— Exercise —
Transcribe, without alteration, the line that includes "and response decoding" and each line after it until the records end, omitting all that precede it.

Collected data:
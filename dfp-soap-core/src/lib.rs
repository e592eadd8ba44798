//! Protocol types for the DFP SOAP client.
//!
//! This crate holds everything that does not need a network connection and is
//! shared between the client and its tests:
//!
//! ## Modules
//!
//! - [`element`]: a small XML element tree used for weakly typed SOAP payloads
//! - [`value`]: the tagged values carried by bind variables and PQL rows
//! - [`statement`]: filter statements and the statement builder
//! - [`pql`]: PQL result sets and their conversion to text cells
//! - [`envelope`]: SOAP 1.1 request encoding and response decoding
//! - [`compression`]: HTTP body compression
//! - [`error`]: error types for all of the above

mod compression;
mod element;
mod envelope;
mod error;
mod pql;
mod statement;
mod value;

pub use compression::*;
pub use element::*;
pub use envelope::*;
pub use error::*;
pub use pql::*;
pub use statement::*;
pub use value::*;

— Exercise result —
//! - [`envelope`]: SOAP 1.1 request encoding and response decoding
//! - [`compression`]: HTTP body compression
//! - [`error`]: error types for all of the above

mod compression;
mod element;
mod envelope;
mod error;
mod pql;
mod statement;
mod value;

pub use compression::*;
pub use element::*;
pub use envelope::*;
pub use error::*;
pub use pql::*;
pub use statement::*;
pub use value::*;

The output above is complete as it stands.